Segment Start: Record set

// Audio error types and constants

use crate::error::ErrorCode;
use log::error;
use std::fmt;

/// Audio error code constants
///
/// Error code range: 1001-1012
pub struct AudioErrorCodes;

impl AudioErrorCodes {
    /// Capture or playback is already running
    pub const ALREADY_RUNNING: i32 = 1001;

    /// Capture or playback is not running
    pub const NOT_RUNNING: i32 = 1002;

    /// No usable input or output device
    pub const DEVICE_UNAVAILABLE: i32 = 1003;

    /// Failed to open audio stream
    pub const STREAM_OPEN_FAILED: i32 = 1004;

    /// Microphone permission denied
    pub const PERMISSION_DENIED: i32 = 1005;

    /// Mutex/RwLock was poisoned
    pub const LOCK_POISONED: i32 = 1006;

    /// Requested tone asset does not exist
    pub const ASSET_NOT_FOUND: i32 = 1007;

    /// Tone asset exists but could not be decoded
    pub const ASSET_DECODE_FAILED: i32 = 1008;

    /// Speech synthesis failed or is unavailable
    pub const SPEECH_SYNTHESIS_FAILURE: i32 = 1009;

    /// Audio stream disconnected or channel closed unexpectedly
    pub const STREAM_FAILURE: i32 = 1010;

    /// JNI initialization failed on Android
    pub const JNI_INIT_FAILED: i32 = 1011;

    /// Android context was not initialized before the device was opened
    pub const CONTEXT_NOT_INITIALIZED: i32 = 1012;
}

/// Log an audio error with structured context
///
/// Audio failures during a running session are absorbed by the caller; this
/// keeps a record of them without interrupting the cue timeline.
pub fn log_audio_error(err: &AudioError, context: &str) {
    error!(
        "Audio error in {}: code={}, component=Audio, message={}",
        context,
        err.code(),
        err.message()
    );
}

/// Audio-related errors
///
/// These cover playback, speech, capture and device acquisition.
///
/// Error code ranges: 1001-1012
#[derive(Debug, Clone, PartialEq)]
pub enum AudioError {
    /// Capture or playback is already running
    AlreadyRunning,

    /// Capture or playback is not running
    NotRunning,

    /// No usable input or output device
    DeviceUnavailable { details: String },

    /// Failed to open audio stream
    StreamOpenFailed { reason: String },

    /// Microphone permission denied
    PermissionDenied,

    /// Mutex/RwLock was poisoned
    LockPoisoned { component: String },

    /// Requested tone asset does not exist
    AssetNotFound { asset: String },

    /// Tone asset exists but could not be decoded
    AssetDecodeFailed { asset: String, reason: String },

    /// Speech synthesis failed or is unavailable
    SpeechSynthesisFailure { reason: String },

    /// Stream channel disconnected unexpectedly
    StreamFailure { reason: String },

    /// JNI initialization failed on Android
    JniInitFailed { reason: String },

    /// Android context was not initialized before the device was opened
    ContextNotInitialized,
}

impl AudioError {
    /// True for errors that mean the physical device could not be acquired.
    pub fn is_device_failure(&self) -> bool {
        matches!(
            self,
            AudioError::DeviceUnavailable { .. }
                | AudioError::StreamOpenFailed { .. }
                | AudioError::PermissionDenied
                | AudioError::JniInitFailed { .. }
                | AudioError::ContextNotInitialized
        )
    }
}

impl ErrorCode for AudioError {
    fn code(&self) -> i32 {
        match self {
            AudioError::AlreadyRunning => AudioErrorCodes::ALREADY_RUNNING,
            AudioError::NotRunning => AudioErrorCodes::NOT_RUNNING,
            AudioError::DeviceUnavailable { .. } => AudioErrorCodes::DEVICE_UNAVAILABLE,
            AudioError::StreamOpenFailed { .. } => AudioErrorCodes::STREAM_OPEN_FAILED,
            AudioError::PermissionDenied => AudioErrorCodes::PERMISSION_DENIED,
            AudioError::LockPoisoned { .. } => AudioErrorCodes::LOCK_POISONED,
            AudioError::AssetNotFound { .. } => AudioErrorCodes::ASSET_NOT_FOUND,
            AudioError::AssetDecodeFailed { .. } => AudioErrorCodes::ASSET_DECODE_FAILED,
            AudioError::SpeechSynthesisFailure { .. } => {
                AudioErrorCodes::SPEECH_SYNTHESIS_FAILURE
            }
            AudioError::StreamFailure { .. } => AudioErrorCodes::STREAM_FAILURE,
            AudioError::JniInitFailed { .. } => AudioErrorCodes::JNI_INIT_FAILED,
            AudioError::ContextNotInitialized => AudioErrorCodes::CONTEXT_NOT_INITIALIZED,
        }
    }

    fn message(&self) -> String {
        match self {
            AudioError::AlreadyRunning => "Audio stream already running".to_string(),
            AudioError::NotRunning => "Audio stream not running".to_string(),
            AudioError::DeviceUnavailable { details } => {
                format!("Audio device unavailable: {}", details)
            }
            AudioError::StreamOpenFailed { reason } => {
                format!("Failed to open audio stream: {}", reason)
            }
            AudioError::PermissionDenied => {
                "Microphone permission denied. Please grant microphone access.".to_string()
            }
            AudioError::LockPoisoned { component } => {
                format!("Lock poisoned on {}", component)
            }
            AudioError::AssetNotFound { asset } => {
                format!("Tone asset not found: {}", asset)
            }
            AudioError::AssetDecodeFailed { asset, reason } => {
                format!("Failed to decode tone asset {}: {}", asset, reason)
            }
            AudioError::SpeechSynthesisFailure { reason } => {
                format!("Speech synthesis failed: {}", reason)
            }
            AudioError::StreamFailure { reason } => {
                format!("Audio stream failed: {}", reason)
            }
            AudioError::JniInitFailed { reason } => {
                format!("JNI initialization failed: {}", reason)
            }
            AudioError::ContextNotInitialized => {
                "Android context not initialized before opening audio".to_string()
            }
        }
    }
}

impl fmt::Display for AudioError {
    fn fmt(&self, f: &mut fmt::Formatter<'_>) -> fmt::Result {
        write!(
            f,
            "AudioError::{:?} (code {}): {}",
            self,
            self.code(),
            self.message()
        )
    }
}

impl std::error::Error for AudioError {}

impl From<std::io::Error> for AudioError {
    fn from(err: std::io::Error) -> Self {
        AudioError::DeviceUnavailable {
            details: err.to_string(),
        }
    }
}

#[cfg(test)]
mod tests {
    use super::*;

    #[test]
    fn test_audio_error_codes() {
        assert_eq!(
            AudioError::AlreadyRunning.code(),
            AudioErrorCodes::ALREADY_RUNNING
        );
        assert_eq!(AudioError::NotRunning.code(), AudioErrorCodes::NOT_RUNNING);
        assert_eq!(
            AudioError::AssetNotFound {
                asset: "impact_tone".to_string()
            }
            .code(),
            1007
        );
        assert_eq!(
            AudioError::SpeechSynthesisFailure {
                reason: "no engine".to_string()
            }
            .code(),
            1009
        );
        assert_eq!(AudioError::ContextNotInitialized.code(), 1012);
    }

    #[test]
    fn test_audio_error_messages() {
        let err = AudioError::AssetNotFound {
            asset: "takeaway_tone".to_string(),
        };
        assert_eq!(err.message(), "Tone asset not found: takeaway_tone");

        let err = AudioError::DeviceUnavailable {
            details: "no default input".to_string(),
        };
        assert!(err.message().contains("no default input"));
    }

    #[test]
    fn test_audio_error_display() {
        let err = AudioError::PermissionDenied;
        let display = format!("{}", err);
        assert!(display.starts_with("AudioError::PermissionDenied"));
        assert!(display.contains("1005"));
    }

    #[test]
    fn test_device_failure_classification() {
        assert!(AudioError::StreamOpenFailed {
            reason: "busy".to_string()
        }
        .is_device_failure());
        assert!(AudioError::PermissionDenied.is_device_failure());
        assert!(!AudioError::AssetNotFound {
            asset: "x".to_string()
        }
        .is_device_failure());
    }

    #[test]
    fn test_from_io_error() {
        let io_err = std::io::Error::other("device vanished");
        let audio_err: AudioError = io_err.into();
        match audio_err {
            AudioError::DeviceUnavailable { details } => {
                assert!(details.contains("device vanished"));
            }
            _ => panic!("Expected DeviceUnavailable"),
        }
    }
}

Segment End: Record set

:: Requirement ::
Set down the listing above in full, please, exactly as it appears.

:: Response box ::
// Audio error types and constants

use crate::error::ErrorCode;
use log::error;
use std::fmt;

/// Audio error code constants
///
/// Error code range: 1001-1012
pub struct AudioErrorCodes;

impl AudioErrorCodes {
    /// Capture or playback is already running
    pub const ALREADY_RUNNING: i32 = 1001;

    /// Capture or playback is not running
    pub const NOT_RUNNING: i32 = 1002;

    /// No usable input or output device
    pub const DEVICE_UNAVAILABLE: i32 = 1003;

    /// Failed to open audio stream
    pub const STREAM_OPEN_FAILED: i32 = 1004;

    /// Microphone permission denied
    pub const PERMISSION_DENIED: i32 = 1005;

    /// Mutex/RwLock was poisoned
    pub const LOCK_POISONED: i32 = 1006;

    /// Requested tone asset does not exist
    pub const ASSET_NOT_FOUND: i32 = 1007;

    /// Tone asset exists but could not be decoded
    pub const ASSET_DECODE_FAILED: i32 = 1008;

    /// Speech synthesis failed or is unavailable
    pub const SPEECH_SYNTHESIS_FAILURE: i32 = 1009;

    /// Audio stream disconnected or channel closed unexpectedly
    pub const STREAM_FAILURE: i32 = 1010;

    /// JNI initialization failed on Android
    pub const JNI_INIT_FAILED: i32 = 1011;

    /// Android context was not initialized before the device was opened
    pub const CONTEXT_NOT_INITIALIZED: i32 = 1012;
}

/// Log an audio error with structured context
///
/// Audio failures during a running session are absorbed by the caller; this
/// keeps a record of them without interrupting the cue timeline.
pub fn log_audio_error(err: &AudioError, context: &str) {
    error!(
        "Audio error in {}: code={}, component=Audio, message={}",
        context,
        err.code(),
        err.message()
    );
}

/// Audio-related errors
///
/// These cover playback, speech, capture and device acquisition.
///
/// Error code ranges: 1001-1012
#[derive(Debug, Clone, PartialEq)]
pub enum AudioError {
    /// Capture or playback is already running
    AlreadyRunning,

    /// Capture or playback is not running
    NotRunning,

    /// No usable input or output device
    DeviceUnavailable { details: String },

    /// Failed to open audio stream
    StreamOpenFailed { reason: String },

    /// Microphone permission denied
    PermissionDenied,

    /// Mutex/RwLock was poisoned
    LockPoisoned { component: String },

    /// Requested tone asset does not exist
    AssetNotFound { asset: String },

    /// Tone asset exists but could not be decoded
    AssetDecodeFailed { asset: String, reason: String },

    /// Speech synthesis failed or is unavailable
    SpeechSynthesisFailure { reason: String },

    /// Stream channel disconnected unexpectedly
    StreamFailure { reason: String },

    /// JNI initialization failed on Android
    JniInitFailed { reason: String },

    /// Android context was not initialized before the device was opened
    ContextNotInitialized,
}

impl AudioError {
    /// True for errors that mean the physical device could not be acquired.
    pub fn is_device_failure(&self) -> bool {
        matches!(
            self,
            AudioError::DeviceUnavailable { .. }
                | AudioError::StreamOpenFailed { .. }
                | AudioError::PermissionDenied
                | AudioError::JniInitFailed { .. }
                | AudioError::ContextNotInitialized
        )
    }
}

impl ErrorCode for AudioError {
    fn code(&self) -> i32 {
        match self {
            AudioError::AlreadyRunning => AudioErrorCodes::ALREADY_RUNNING,
            AudioError::NotRunning => AudioErrorCodes::NOT_RUNNING,
            AudioError::DeviceUnavailable { .. } => AudioErrorCodes::DEVICE_UNAVAILABLE,
            AudioError::StreamOpenFailed { .. } => AudioErrorCodes::STREAM_OPEN_FAILED,
            AudioError::PermissionDenied => AudioErrorCodes::PERMISSION_DENIED,
            AudioError::LockPoisoned { .. } => AudioErrorCodes::LOCK_POISONED,
            AudioError::AssetNotFound { .. } => AudioErrorCodes::ASSET_NOT_FOUND,
            AudioError::AssetDecodeFailed { .. } => AudioErrorCodes::ASSET_DECODE_FAILED,
            AudioError::SpeechSynthesisFailure { .. } => {
                AudioErrorCodes::SPEECH_SYNTHESIS_FAILURE
            }
            AudioError::StreamFailure { .. } => AudioErrorCodes::STREAM_FAILURE,
            AudioError::JniInitFailed { .. } => AudioErrorCodes::JNI_INIT_FAILED,
            AudioError::ContextNotInitialized => AudioErrorCodes::CONTEXT_NOT_INITIALIZED,
        }
    }

    fn message(&self) -> String {
        match self {
            AudioError::AlreadyRunning => "Audio stream already running".to_string(),
            AudioError::NotRunning => "Audio stream not running".to_string(),
            AudioError::DeviceUnavailable { details } => {
                format!("Audio device unavailable: {}", details)
            }
            AudioError::StreamOpenFailed { reason } => {
                format!("Failed to open audio stream: {}", reason)
            }
            AudioError::PermissionDenied => {
                "Microphone permission denied. Please grant microphone access.".to_string()
            }
            AudioError::LockPoisoned { component } => {
                format!("Lock poisoned on {}", component)
            }
            AudioError::AssetNotFound { asset } => {
                format!("Tone asset not found: {}", asset)
            }
            AudioError::AssetDecodeFailed { asset, reason } => {
                format!("Failed to decode tone asset {}: {}", asset, reason)
            }
            AudioError::SpeechSynthesisFailure { reason } => {
                format!("Speech synthesis failed: {}", reason)
            }
            AudioError::StreamFailure { reason } => {
                format!("Audio stream failed: {}", reason)
            }
            AudioError::JniInitFailed { reason } => {
                format!("JNI initialization failed: {}", reason)
            }
            AudioError::ContextNotInitialized => {
                "Android context not initialized before opening audio".to_string()
            }
        }
    }
}

impl fmt::Display for AudioError {
    fn fmt(&self, f: &mut fmt::Formatter<'_>) -> fmt::Result {
        write!(
            f,
            "AudioError::{:?} (code {}): {}",
            self,
            self.code(),
            self.message()
        )
    }
}

impl std::error::Error for AudioError {}

impl From<std::io::Error> for AudioError {
    fn from(err: std::io::Error) -> Self {
        AudioError::DeviceUnavailable {
            details: err.to_string(),
        }
    }
}

#[cfg(test)]
mod tests {
    use super::*;

    #[test]
    fn test_audio_error_codes() {
        assert_eq!(
            AudioError::AlreadyRunning.code(),
            AudioErrorCodes::ALREADY_RUNNING
        );
        assert_eq!(AudioError::NotRunning.code(), AudioErrorCodes::NOT_RUNNING);
        assert_eq!(
            AudioError::AssetNotFound {
                asset: "impact_tone".to_string()
            }
            .code(),
            1007
        );
        assert_eq!(
            AudioError::SpeechSynthesisFailure {
                reason: "no engine".to_string()
            }
            .code(),
            1009
        );
        assert_eq!(AudioError::ContextNotInitialized.code(), 1012);
    }

    #[test]
    fn test_audio_error_messages() {
        let err = AudioError::AssetNotFound {
            asset: "takeaway_tone".to_string(),
        };
        assert_eq!(err.message(), "Tone asset not found: takeaway_tone");

        let err = AudioError::DeviceUnavailable {
            details: "no default input".to_string(),
        };
        assert!(err.message().contains("no default input"));
    }

    #[test]
    fn test_audio_error_display() {
        let err = AudioError::PermissionDenied;
        let display = format!("{}", err);
        assert!(display.starts_with("AudioError::PermissionDenied"));
        assert!(display.contains("1005"));
    }

    #[test]
    fn test_device_failure_classification() {
        assert!(AudioError::StreamOpenFailed {
            reason: "busy".to_string()
        }
        .is_device_failure());
        assert!(AudioError::PermissionDenied.is_device_failure());
        assert!(!AudioError::AssetNotFound {
            asset: "x".to_string()
        }
        .is_device_failure());
    }

    #[test]
    fn test_from_io_error() {
        let io_err = std::io::Error::other("device vanished");
        let audio_err: AudioError = io_err.into();
        match audio_err {
            AudioError::DeviceUnavailable { details } => {
                assert!(details.contains("device vanished"));
            }
            _ => panic!("Expected DeviceUnavailable"),
        }
    }
}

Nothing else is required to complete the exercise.